MATERIAL TO PROCESS: Begin

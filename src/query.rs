//! Search, filtering and sorting over a slice of books.
//!
//! Everything here is pure: the stored collection is never touched.

use crate::error::StoreError;
use crate::models::{Book, BookStatus, Genre};
use chrono::{DateTime, Utc};
use serde::{Deserialize, Serialize};
use std::cmp::Ordering;
use std::str::FromStr;

/// Exact-match narrowing applied after the text query. `None` means
/// "do not filter on this field".
#[derive(Debug, Clone, Default, PartialEq, Eq, Serialize, Deserialize)]
#[serde(rename_all = "camelCase", default)]
pub struct SearchFilters {
    pub status: Option<BookStatus>,
    pub genre: Option<Genre>,
    pub rating: Option<u8>,
    pub publication_year: Option<i32>,
    pub favorites: Option<bool>,
}

impl SearchFilters {
    pub fn is_empty(&self) -> bool {
        self.status.is_none()
            && self.genre.is_none()
            && self.rating.is_none()
            && self.publication_year.is_none()
            && self.favorites.is_none()
    }

    fn matches(&self, book: &Book) -> bool {
        self.status.map_or(true, |status| book.status == status)
            && self.genre.map_or(true, |genre| book.genre == Some(genre))
            && self.rating.map_or(true, |rating| book.rating == Some(rating))
            && self
                .publication_year
                .map_or(true, |year| book.publication_year == year)
            && self
                .favorites
                .map_or(true, |favorite| book.is_favorite == favorite)
    }
}

fn matches_query(book: &Book, needle: &str) -> bool {
    let genre = book.genre.map(|genre| genre.as_str()).unwrap_or("");
    [
        book.title.as_str(),
        book.author.as_str(),
        genre,
        book.isbn.as_str(),
        book.description.as_str(),
    ]
    .iter()
    .any(|haystack| haystack.to_lowercase().contains(needle))
}

/// Case-insensitive text search plus filters, all ANDed, in stored order.
pub fn search(books: &[Book], query: &str, filters: &SearchFilters) -> Vec<Book> {
    let needle = query.trim().to_lowercase();
    if needle.is_empty() && filters.is_empty() {
        return books.to_vec();
    }
    books
        .iter()
        .filter(|book| needle.is_empty() || matches_query(book, &needle))
        .filter(|book| filters.matches(book))
        .cloned()
        .collect()
}

#[derive(Debug, Clone, Copy, PartialEq, Eq, Hash, Serialize, Deserialize)]
#[serde(rename_all = "camelCase")]
pub enum SortKey {
    Title,
    Author,
    Genre,
    Status,
    PublicationYear,
    Rating,
    Pages,
    Price,
    CreatedAt,
    UpdatedAt,
}

impl SortKey {
    pub const ALL: [SortKey; 10] = [
        SortKey::Title,
        SortKey::Author,
        SortKey::Genre,
        SortKey::Status,
        SortKey::PublicationYear,
        SortKey::Rating,
        SortKey::Pages,
        SortKey::Price,
        SortKey::CreatedAt,
        SortKey::UpdatedAt,
    ];

    pub fn as_str(&self) -> &'static str {
        match self {
            SortKey::Title => "title",
            SortKey::Author => "author",
            SortKey::Genre => "genre",
            SortKey::Status => "status",
            SortKey::PublicationYear => "publicationYear",
            SortKey::Rating => "rating",
            SortKey::Pages => "pages",
            SortKey::Price => "price",
            SortKey::CreatedAt => "createdAt",
            SortKey::UpdatedAt => "updatedAt",
        }
    }

    fn value(&self, book: &Book) -> SortValue {
        match self {
            SortKey::Title => SortValue::text(&book.title),
            SortKey::Author => SortValue::text(&book.author),
            SortKey::Genre => book
                .genre
                .map(|genre| SortValue::text(genre.as_str()))
                .unwrap_or(SortValue::Missing),
            SortKey::Status => SortValue::text(book.status.as_str()),
            SortKey::PublicationYear => SortValue::Number(f64::from(book.publication_year)),
            SortKey::Rating => book
                .rating
                .map(|rating| SortValue::Number(f64::from(rating)))
                .unwrap_or(SortValue::Missing),
            SortKey::Pages => book
                .pages
                .map(|pages| SortValue::Number(f64::from(pages)))
                .unwrap_or(SortValue::Missing),
            SortKey::Price => book.price.map(SortValue::Number).unwrap_or(SortValue::Missing),
            SortKey::CreatedAt => SortValue::Instant(book.created_at),
            SortKey::UpdatedAt => SortValue::Instant(book.updated_at),
        }
    }
}

impl FromStr for SortKey {
    type Err = StoreError;

    fn from_str(value: &str) -> Result<Self, Self::Err> {
        SortKey::ALL
            .iter()
            .copied()
            .find(|key| key.as_str() == value.trim())
            .ok_or_else(|| StoreError::UnknownSortKey(value.to_string()))
    }
}

#[derive(Debug, Clone, Copy, PartialEq, Eq, Hash, Default, Serialize, Deserialize)]
#[serde(rename_all = "lowercase")]
pub enum SortOrder {
    #[default]
    Asc,
    Desc,
}

impl FromStr for SortOrder {
    type Err = StoreError;

    fn from_str(value: &str) -> Result<Self, Self::Err> {
        match value.trim().to_lowercase().as_str() {
            "asc" => Ok(SortOrder::Asc),
            "desc" => Ok(SortOrder::Desc),
            _ => Err(StoreError::UnknownSortOrder(value.to_string())),
        }
    }
}

/// Comparable projection of one field. `Missing` orders like the empty
/// string: before every present value, equal to an empty text.
enum SortValue {
    Missing,
    Text(String),
    Number(f64),
    Instant(DateTime<Utc>),
}

impl SortValue {
    fn text(value: &str) -> Self {
        SortValue::Text(value.to_lowercase())
    }

    fn is_blank(&self) -> bool {
        match self {
            SortValue::Missing => true,
            SortValue::Text(text) => text.is_empty(),
            _ => false,
        }
    }

    fn compare(&self, other: &SortValue) -> Ordering {
        match (self, other) {
            (SortValue::Text(a), SortValue::Text(b)) => a.cmp(b),
            (SortValue::Number(a), SortValue::Number(b)) => a.total_cmp(b),
            (SortValue::Instant(a), SortValue::Instant(b)) => a.cmp(b),
            _ => other.is_blank().cmp(&self.is_blank()),
        }
    }
}

/// Stable sort by one field; `Desc` is the negated `Asc` comparator.
pub fn sort_books(mut books: Vec<Book>, key: SortKey, order: SortOrder) -> Vec<Book> {
    books.sort_by(|a, b| {
        let ordering = key.value(a).compare(&key.value(b));
        match order {
            SortOrder::Asc => ordering,
            SortOrder::Desc => ordering.reverse(),
        }
    });
    books
}

/// Values a filter picker can offer for the current collection.
#[derive(Debug, Clone, PartialEq, Eq, Serialize)]
#[serde(rename_all = "camelCase")]
pub struct FilterOptions {
    pub statuses: Vec<BookStatus>,
    pub genres: Vec<Genre>,
    pub ratings: Vec<u8>,
}

pub fn filter_options(books: &[Book]) -> FilterOptions {
    let mut statuses = Vec::new();
    let mut genres = Vec::new();
    for book in books {
        if !statuses.contains(&book.status) {
            statuses.push(book.status);
        }
        if let Some(genre) = book.genre {
            if !genres.contains(&genre) {
                genres.push(genre);
            }
        }
    }
    FilterOptions {
        statuses,
        genres,
        ratings: (1..=5).collect(),
    }
}
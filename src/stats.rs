use crate::models::{Book, BookStatus, Genre};
use chrono::{DateTime, Datelike, Utc};
use serde::Serialize;

const TOP_GENRE_LIMIT: usize = 5;
const RECENT_BOOK_LIMIT: usize = 5;

#[derive(Debug, Clone, PartialEq, Serialize)]
#[serde(rename_all = "camelCase")]
pub struct StatusCount {
    pub status: BookStatus,
    pub count: usize,
}

#[derive(Debug, Clone, PartialEq, Serialize)]
#[serde(rename_all = "camelCase")]
pub struct GenreCount {
    pub genre: Genre,
    pub count: usize,
}

#[derive(Debug, Clone, PartialEq, Serialize)]
#[serde(rename_all = "camelCase")]
pub struct LibraryStats {
    pub total: usize,
    pub read: usize,
    pub reading: usize,
    pub want_to_read: usize,
    /// Every status, zero counts included, in declaration order
    pub by_status: Vec<StatusCount>,
    pub favorites: usize,
    pub total_pages: u64,
    /// Mean over rated books only; 0 when nothing is rated
    pub average_rating: f64,
    pub genre_count: usize,
    pub books_this_year: usize,
    /// Most frequent genre slug, `""` for an empty library
    pub favorite_genre: String,
    /// Share of books marked read, as a percentage
    pub reading_progress: f64,
    pub top_genres: Vec<GenreCount>,
    pub recent_books: Vec<Book>,
}

pub fn compute(books: &[Book], now: DateTime<Utc>) -> LibraryStats {
    let count_status = |status: BookStatus| books.iter().filter(|book| book.status == status).count();
    let by_status: Vec<StatusCount> = BookStatus::ALL
        .iter()
        .map(|status| StatusCount {
            status: *status,
            count: count_status(*status),
        })
        .collect();

    let ratings: Vec<f64> = books
        .iter()
        .filter_map(|book| book.rating)
        .map(f64::from)
        .collect();
    let average_rating = if ratings.is_empty() {
        0.0
    } else {
        ratings.iter().sum::<f64>() / ratings.len() as f64
    };

    let genre_counts = tally_genres(books);
    // ties keep the first-seen genre
    let favorite_genre = genre_counts
        .iter()
        .fold(None::<&GenreCount>, |best, current| match best {
            Some(best) if best.count >= current.count => Some(best),
            _ => Some(current),
        })
        .map(|entry| entry.genre.as_str().to_string())
        .unwrap_or_default();

    let mut top_genres = genre_counts.clone();
    top_genres.sort_by(|a, b| b.count.cmp(&a.count));
    top_genres.truncate(TOP_GENRE_LIMIT);

    let mut recent_books = books.to_vec();
    recent_books.sort_by(|a, b| b.created_at.cmp(&a.created_at));
    recent_books.truncate(RECENT_BOOK_LIMIT);

    let total = books.len();
    let read = count_status(BookStatus::Read);
    let reading_progress = if total == 0 {
        0.0
    } else {
        read as f64 / total as f64 * 100.0
    };

    LibraryStats {
        total,
        read,
        reading: count_status(BookStatus::Reading),
        want_to_read: count_status(BookStatus::WantToRead),
        by_status,
        favorites: books.iter().filter(|book| book.is_favorite).count(),
        total_pages: books
            .iter()
            .map(|book| u64::from(book.pages.unwrap_or(0)))
            .sum(),
        average_rating,
        genre_count: genre_counts.len(),
        books_this_year: books
            .iter()
            .filter(|book| book.created_at.year() == now.year())
            .count(),
        favorite_genre,
        reading_progress,
        top_genres,
        recent_books,
    }
}

/// Genre counts in first-encountered order. Books without a genre are skipped.
fn tally_genres(books: &[Book]) -> Vec<GenreCount> {
    let mut counts: Vec<GenreCount> = Vec::new();
    for genre in books.iter().filter_map(|book| book.genre) {
        match counts.iter_mut().find(|entry| entry.genre == genre) {
            Some(entry) => entry.count += 1,
            None => counts.push(GenreCount { genre, count: 1 }),
        }
    }
    counts
}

MATERIAL TO PROCESS: End

# [INSTRUCTIONS TO FOLLOW]
Identify the lines of the data that contain the word "needle". Copy each of them.

# [TASK SOLUTION]
fn matches_query(book: &Book, needle: &str) -> bool {
    .any(|haystack| haystack.to_lowercase().contains(needle))
    let needle = query.trim().to_lowercase();
    if needle.is_empty() && filters.is_empty() {
        .filter(|book| needle.is_empty() || matches_query(book, &needle))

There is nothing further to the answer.